Records supplied:

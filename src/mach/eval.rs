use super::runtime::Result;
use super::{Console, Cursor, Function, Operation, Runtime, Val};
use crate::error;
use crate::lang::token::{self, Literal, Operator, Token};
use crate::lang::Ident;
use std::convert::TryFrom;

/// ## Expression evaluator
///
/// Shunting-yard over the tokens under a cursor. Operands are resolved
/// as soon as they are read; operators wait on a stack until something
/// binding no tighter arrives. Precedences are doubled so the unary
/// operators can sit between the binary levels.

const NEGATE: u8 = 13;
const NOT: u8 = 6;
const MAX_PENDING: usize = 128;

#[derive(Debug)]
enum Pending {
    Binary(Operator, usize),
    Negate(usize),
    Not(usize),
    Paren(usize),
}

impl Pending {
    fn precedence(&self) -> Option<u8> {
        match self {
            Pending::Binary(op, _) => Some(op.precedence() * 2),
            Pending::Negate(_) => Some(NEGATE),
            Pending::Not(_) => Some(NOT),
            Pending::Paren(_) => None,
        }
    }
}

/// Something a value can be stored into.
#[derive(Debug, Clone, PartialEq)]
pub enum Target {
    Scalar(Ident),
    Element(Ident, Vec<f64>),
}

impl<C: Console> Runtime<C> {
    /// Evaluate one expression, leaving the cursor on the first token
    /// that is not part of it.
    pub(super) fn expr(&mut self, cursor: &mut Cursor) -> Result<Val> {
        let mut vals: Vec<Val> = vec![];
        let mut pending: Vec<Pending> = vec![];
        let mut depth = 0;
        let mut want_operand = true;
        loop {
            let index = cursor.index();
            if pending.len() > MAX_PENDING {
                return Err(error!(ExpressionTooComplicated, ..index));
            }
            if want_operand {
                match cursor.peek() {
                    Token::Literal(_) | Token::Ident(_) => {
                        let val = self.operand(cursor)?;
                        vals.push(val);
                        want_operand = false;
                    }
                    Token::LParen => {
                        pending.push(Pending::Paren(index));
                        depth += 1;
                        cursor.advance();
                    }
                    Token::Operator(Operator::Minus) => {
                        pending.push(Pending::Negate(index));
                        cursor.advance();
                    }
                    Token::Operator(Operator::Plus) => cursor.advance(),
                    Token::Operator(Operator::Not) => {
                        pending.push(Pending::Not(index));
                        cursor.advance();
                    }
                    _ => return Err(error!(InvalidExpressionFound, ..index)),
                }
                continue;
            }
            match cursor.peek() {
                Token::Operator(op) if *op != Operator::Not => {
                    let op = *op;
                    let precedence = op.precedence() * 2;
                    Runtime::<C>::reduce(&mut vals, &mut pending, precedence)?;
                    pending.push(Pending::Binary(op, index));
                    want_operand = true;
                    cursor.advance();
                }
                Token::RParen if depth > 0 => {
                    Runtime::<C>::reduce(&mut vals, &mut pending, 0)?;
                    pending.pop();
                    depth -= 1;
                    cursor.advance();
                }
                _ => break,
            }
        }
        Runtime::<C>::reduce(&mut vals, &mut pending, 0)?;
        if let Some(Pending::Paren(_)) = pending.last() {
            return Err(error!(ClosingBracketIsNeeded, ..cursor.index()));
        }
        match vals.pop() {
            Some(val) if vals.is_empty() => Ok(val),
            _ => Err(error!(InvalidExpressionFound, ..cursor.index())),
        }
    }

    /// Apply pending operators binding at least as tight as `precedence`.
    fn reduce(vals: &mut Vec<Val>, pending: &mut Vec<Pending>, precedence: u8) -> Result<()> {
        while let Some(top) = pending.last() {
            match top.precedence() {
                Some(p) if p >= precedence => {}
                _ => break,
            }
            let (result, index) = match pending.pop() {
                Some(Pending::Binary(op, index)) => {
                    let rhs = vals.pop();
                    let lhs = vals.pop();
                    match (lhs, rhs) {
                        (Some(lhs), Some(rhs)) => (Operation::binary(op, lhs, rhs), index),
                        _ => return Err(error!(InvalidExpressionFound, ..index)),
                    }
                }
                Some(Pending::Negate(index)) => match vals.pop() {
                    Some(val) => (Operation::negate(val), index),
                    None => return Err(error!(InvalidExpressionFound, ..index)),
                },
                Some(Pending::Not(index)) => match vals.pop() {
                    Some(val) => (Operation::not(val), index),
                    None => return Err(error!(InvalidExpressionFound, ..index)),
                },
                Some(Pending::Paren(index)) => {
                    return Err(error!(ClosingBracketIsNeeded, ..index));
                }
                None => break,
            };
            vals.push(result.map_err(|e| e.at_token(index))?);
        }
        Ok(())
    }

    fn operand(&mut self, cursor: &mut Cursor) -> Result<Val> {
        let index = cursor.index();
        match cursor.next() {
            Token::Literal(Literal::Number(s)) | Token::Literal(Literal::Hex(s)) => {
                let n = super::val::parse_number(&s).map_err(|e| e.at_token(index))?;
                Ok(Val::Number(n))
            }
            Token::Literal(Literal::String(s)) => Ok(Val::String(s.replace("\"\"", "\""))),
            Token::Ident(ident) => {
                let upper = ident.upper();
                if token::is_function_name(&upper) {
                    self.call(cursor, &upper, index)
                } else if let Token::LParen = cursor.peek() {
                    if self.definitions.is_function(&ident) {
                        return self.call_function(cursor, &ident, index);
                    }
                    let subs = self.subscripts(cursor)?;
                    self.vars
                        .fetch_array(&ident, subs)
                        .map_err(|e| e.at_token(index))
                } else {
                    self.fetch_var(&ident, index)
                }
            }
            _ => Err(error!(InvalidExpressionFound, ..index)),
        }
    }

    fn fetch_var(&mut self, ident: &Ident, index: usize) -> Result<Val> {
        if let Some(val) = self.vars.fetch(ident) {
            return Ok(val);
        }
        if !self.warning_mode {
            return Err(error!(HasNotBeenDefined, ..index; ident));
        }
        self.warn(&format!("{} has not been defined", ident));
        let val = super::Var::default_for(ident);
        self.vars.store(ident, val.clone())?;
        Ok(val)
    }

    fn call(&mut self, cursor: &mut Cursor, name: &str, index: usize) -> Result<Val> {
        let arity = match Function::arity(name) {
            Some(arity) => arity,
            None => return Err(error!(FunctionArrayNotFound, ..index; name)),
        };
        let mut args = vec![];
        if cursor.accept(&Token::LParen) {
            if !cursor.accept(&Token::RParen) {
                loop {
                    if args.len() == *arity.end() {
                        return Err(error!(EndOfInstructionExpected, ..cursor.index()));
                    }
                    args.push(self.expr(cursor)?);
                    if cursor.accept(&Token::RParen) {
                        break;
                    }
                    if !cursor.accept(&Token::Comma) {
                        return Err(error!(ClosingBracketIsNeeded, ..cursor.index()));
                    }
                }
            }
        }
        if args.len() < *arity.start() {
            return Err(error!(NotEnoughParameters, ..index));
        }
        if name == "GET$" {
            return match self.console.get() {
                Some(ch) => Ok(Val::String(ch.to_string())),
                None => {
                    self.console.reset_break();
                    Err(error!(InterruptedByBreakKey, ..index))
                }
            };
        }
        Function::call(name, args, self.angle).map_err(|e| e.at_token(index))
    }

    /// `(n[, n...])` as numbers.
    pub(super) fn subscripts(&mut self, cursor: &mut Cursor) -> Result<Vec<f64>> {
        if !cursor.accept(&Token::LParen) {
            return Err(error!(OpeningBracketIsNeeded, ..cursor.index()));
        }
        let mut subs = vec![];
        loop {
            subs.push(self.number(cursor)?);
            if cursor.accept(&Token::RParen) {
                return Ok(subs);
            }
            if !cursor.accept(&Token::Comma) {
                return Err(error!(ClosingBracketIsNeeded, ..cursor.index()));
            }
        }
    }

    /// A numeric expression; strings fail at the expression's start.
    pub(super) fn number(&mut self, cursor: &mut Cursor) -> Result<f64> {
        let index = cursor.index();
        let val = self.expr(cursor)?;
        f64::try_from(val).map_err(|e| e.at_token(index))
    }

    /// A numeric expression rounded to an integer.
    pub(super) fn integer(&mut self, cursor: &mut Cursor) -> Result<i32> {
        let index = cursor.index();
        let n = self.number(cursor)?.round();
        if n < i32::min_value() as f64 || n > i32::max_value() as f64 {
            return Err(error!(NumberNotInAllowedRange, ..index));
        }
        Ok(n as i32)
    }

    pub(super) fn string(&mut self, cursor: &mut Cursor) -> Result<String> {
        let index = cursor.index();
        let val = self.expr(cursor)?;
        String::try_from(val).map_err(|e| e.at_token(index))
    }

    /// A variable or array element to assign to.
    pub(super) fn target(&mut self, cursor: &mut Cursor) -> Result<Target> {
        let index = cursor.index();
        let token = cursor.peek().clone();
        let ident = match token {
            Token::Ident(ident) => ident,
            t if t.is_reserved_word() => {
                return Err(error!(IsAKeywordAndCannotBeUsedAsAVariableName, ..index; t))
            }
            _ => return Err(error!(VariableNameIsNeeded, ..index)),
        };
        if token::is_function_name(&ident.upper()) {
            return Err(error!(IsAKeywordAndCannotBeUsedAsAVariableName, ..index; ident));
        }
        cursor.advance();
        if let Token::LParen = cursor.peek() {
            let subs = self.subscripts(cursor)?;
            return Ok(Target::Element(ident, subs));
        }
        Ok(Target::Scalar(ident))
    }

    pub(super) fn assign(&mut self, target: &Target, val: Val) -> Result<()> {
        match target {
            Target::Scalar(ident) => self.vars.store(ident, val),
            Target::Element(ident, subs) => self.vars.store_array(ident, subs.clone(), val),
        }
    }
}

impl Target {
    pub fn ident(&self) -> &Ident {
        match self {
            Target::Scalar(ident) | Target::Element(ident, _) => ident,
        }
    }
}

Description of the task: Which lines of the entries above contain the string "numeric"? Copy each one.

Exercise output:
    /// A numeric expression; strings fail at the expression's start.
    /// A numeric expression rounded to an integer.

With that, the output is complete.